= HUMINT/CI Exploitation Teams =

A human intelligence exploitation team is a tactical collection asset usually at the battalion or higher level that uses HUMINT techniques such as interrogations and source operations to collect information to fulfill intelligence requirements.

== History ==
The concept of HUMINT Exploitation Teams were first developed in the 1990s; it is not clear exactly when the teams were introduced into the operational environment, but most operational doctrine dates back to 1997. Even though doctrine gives a standard layout of a HET, HETs are very adaptable in terms of organization and being able to adapt to almost any collection environment. HET teams were first heavily implemented by the U.S. Marines, then the U.S. Army in Iraq and Afghanistan. These teams were highly successful because of their capability to be a tactical collection asset as well as a tactical assault team. This gave commanders the ability to not only use the teams for intelligence collection but also for tactical objectives. Before Iraq and Afghanistan, HET teams were mostly used for very sensitive operations in mostly non-combat environments. However, there were very few of these operations compared to the massive number and use of HET teams in Iraq and Afghanistan in the past decade.

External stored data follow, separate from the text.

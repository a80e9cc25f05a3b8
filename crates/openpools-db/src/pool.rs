//! Database connection pool management.

use std::time::{Duration, Instant};

use sqlx::postgres::{PgPool, PgPoolOptions};
use tracing::{debug, info, warn};

use openpools_core::{Error, Result};

/// Default maximum number of connections in the pool.
pub const DEFAULT_MAX_CONNECTIONS: u32 = 10;

/// Default connection timeout in seconds.
pub const DEFAULT_CONNECT_TIMEOUT_SECS: u64 = 30;

/// Default idle timeout in seconds.
pub const DEFAULT_IDLE_TIMEOUT_SECS: u64 = 600;

/// Pool configuration options.
#[derive(Debug, Clone)]
pub struct PoolConfig {
    /// Maximum number of connections in the pool.
    pub max_connections: u32,
    /// Minimum number of connections to maintain.
    pub min_connections: u32,
    /// Connection timeout duration.
    pub connect_timeout: Duration,
    /// Idle connection timeout duration.
    pub idle_timeout: Duration,
    /// Maximum connection lifetime.
    pub max_lifetime: Option<Duration>,
}

impl Default for PoolConfig {
    fn default() -> Self {
        Self {
            max_connections: DEFAULT_MAX_CONNECTIONS,
            min_connections: 1,
            connect_timeout: Duration::from_secs(DEFAULT_CONNECT_TIMEOUT_SECS),
            idle_timeout: Duration::from_secs(DEFAULT_IDLE_TIMEOUT_SECS),
            max_lifetime: Some(Duration::from_secs(1800)),
        }
    }
}

impl PoolConfig {
    pub fn new() -> Self {
        Self::default()
    }

    /// Read overrides from `OPENPOOLS_DB_MAX_CONNECTIONS` and
    /// `OPENPOOLS_DB_CONNECT_TIMEOUT_SECS`.
    pub fn from_env() -> Self {
        let mut config = Self::default();
        if let Some(n) = env_parse::<u32>("OPENPOOLS_DB_MAX_CONNECTIONS") {
            config.max_connections = n;
        }
        if let Some(secs) = env_parse::<u64>("OPENPOOLS_DB_CONNECT_TIMEOUT_SECS") {
            config.connect_timeout = Duration::from_secs(secs);
        }
        config
    }

    pub fn max_connections(mut self, n: u32) -> Self {
        self.max_connections = n;
        self
    }

    pub fn min_connections(mut self, n: u32) -> Self {
        self.min_connections = n;
        self
    }

    pub fn connect_timeout(mut self, timeout: Duration) -> Self {
        self.connect_timeout = timeout;
        self
    }

    pub fn idle_timeout(mut self, timeout: Duration) -> Self {
        self.idle_timeout = timeout;
        self
    }

    pub fn max_lifetime(mut self, lifetime: Option<Duration>) -> Self {
        self.max_lifetime = lifetime;
        self
    }
}

/// Parse an env var into `T`; unset, blank, or out-of-range values are ignored.
fn env_parse<T: std::str::FromStr>(key: &str) -> Option<T> {
    std::env::var(key).ok().and_then(|v| parse_setting(&v))
}

fn parse_setting<T: std::str::FromStr>(raw: &str) -> Option<T> {
    raw.trim().parse().ok()
}

/// Create a new PostgreSQL connection pool with default configuration.
pub async fn create_pool(database_url: &str) -> Result<PgPool> {
    create_pool_with_config(database_url, PoolConfig::default()).await
}

/// Create a new PostgreSQL connection pool with custom configuration.
pub async fn create_pool_with_config(database_url: &str, config: PoolConfig) -> Result<PgPool> {
    let start = Instant::now();

    info!(
        subsystem = "database",
        component = "pool",
        op = "create",
        max_connections = config.max_connections,
        min_connections = config.min_connections,
        connect_timeout_secs = config.connect_timeout.as_secs(),
        "Creating database connection pool"
    );

    let mut options = PgPoolOptions::new()
        .max_connections(config.max_connections)
        .min_connections(config.min_connections)
        .acquire_timeout(config.connect_timeout)
        .idle_timeout(config.idle_timeout);

    if let Some(max_lifetime) = config.max_lifetime {
        options = options.max_lifetime(max_lifetime);
    }

    let pool = options
        .connect(database_url)
        .await
        .map_err(Error::Database)?;

    info!(
        subsystem = "database",
        component = "pool",
        op = "established",
        pool_size = pool.size(),
        pool_idle = pool.num_idle(),
        duration_ms = start.elapsed().as_millis() as u64,
        "Database connection pool established"
    );
    Ok(pool)
}

/// Point-in-time pool occupancy.
#[derive(Debug, Clone, Copy, PartialEq, Eq)]
pub struct PoolMetrics {
    pub size: u32,
    pub idle: usize,
}

impl PoolMetrics {
    /// Every open connection is checked out.
    pub fn is_saturated(&self) -> bool {
        self.idle == 0 && self.size > 0
    }
}

/// Log current pool size and idle count; warns when the pool is saturated.
pub fn log_pool_metrics(pool: &PgPool) -> PoolMetrics {
    let metrics = PoolMetrics {
        size: pool.size(),
        idle: pool.num_idle(),
    };

    debug!(
        subsystem = "database",
        component = "pool",
        op = "metrics",
        pool_size = metrics.size,
        pool_idle = metrics.idle,
        "Pool health check"
    );

    if metrics.is_saturated() {
        warn!(
            subsystem = "database",
            component = "pool",
            pool_size = metrics.size,
            "Connection pool has no idle connections"
        );
    }

    metrics
}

== Organization and roles of HETs ==
Both the U.S. Marines and the U.S. Army currently use HET teams; although their versions may differ slightly the basic organization and roles are largely the same. An HET team typically has four to eight members. The size and ratio of the team is largely dependent on what type of operation is going to be carried out by the team, but each member has a dedicated role to play in the team. In each HET team there is a HUMINT Officer/Warrant (35F/351B) or a CI Officer/Warrant (35E/351E), who is responsible for overall command of the team and planning of all operations. The HUMINT/CI Officer reports directly to the HUMINT Tactical Operations Center (H-TOC) Battle Captain, who is typically an O-3/CPT HUMINT/CI(35F/35E) commissioned officer. The Battle Captain receives collection requirements as well as tasking for the HET teams from the S2X, who is responsible for all HUMINT/CI assets in the battalion or brigade. A Team Chief, typically a HUMINT(351B) or CI(351E) warrant officer, is responsible for supervising, planning, and coordinating the execution of HUMINT operations. The team chief/operations technician is the technical expert in the team, having the greatest level of detail on all intelligence related operations. The team also has one SSG (E-6) who is either a CI Agent/HUMINT Collector(35L/35M), one SGT (E-5) who is either a CI Agent/HUMINT Collector (35L/35M), and two SPCs (E-4) who are either CI Agents/HUMINT Collectors(35L/35M). This combination of intelligence professionals, all with their own roles, enables the team to quickly and efficiently collect on a variety of targets without overstretching capabilities or putting the team in danger. This efficiency and quickness in collection is what has made HET teams so effective in both Iraq and Afghanistan over the last decade as well as making them essential to the targeting of insurgent organizations.

=== Mission and effectiveness ===
The HET team's mission is to collect and report timely, accurate, and mission focused information from human sources in order to fulfill tactical, MEF, theater and national level intelligence requirements. The HETs were so effective as a collection asset in Iraq, a Former Assistant Chief of Staff, G-2, Multi-National Force -West, was quoted as saying "The HET teams produced more reporting... than any other intel asset we have out there". However, the overall effectiveness of HET teams as well as their success were always very dependent on a complex command and control relationship that extends all the way to the C/J/G/S2X. Although, HET teams were highly effective in collecting, the validity of the information collected by them would sometimes be called into question. As with humans and human error there were errors and inconsistencies in some of the information collected by the HET teams. Even with some errors in the information collected by the HET teams, much of the information collected by them were instrumental in targeting and combating insurgent organizations such as the Taliban and Al-Qaeda. Because of this effectiveness the HET teams were widely implemented and increased in number in Afghanistan.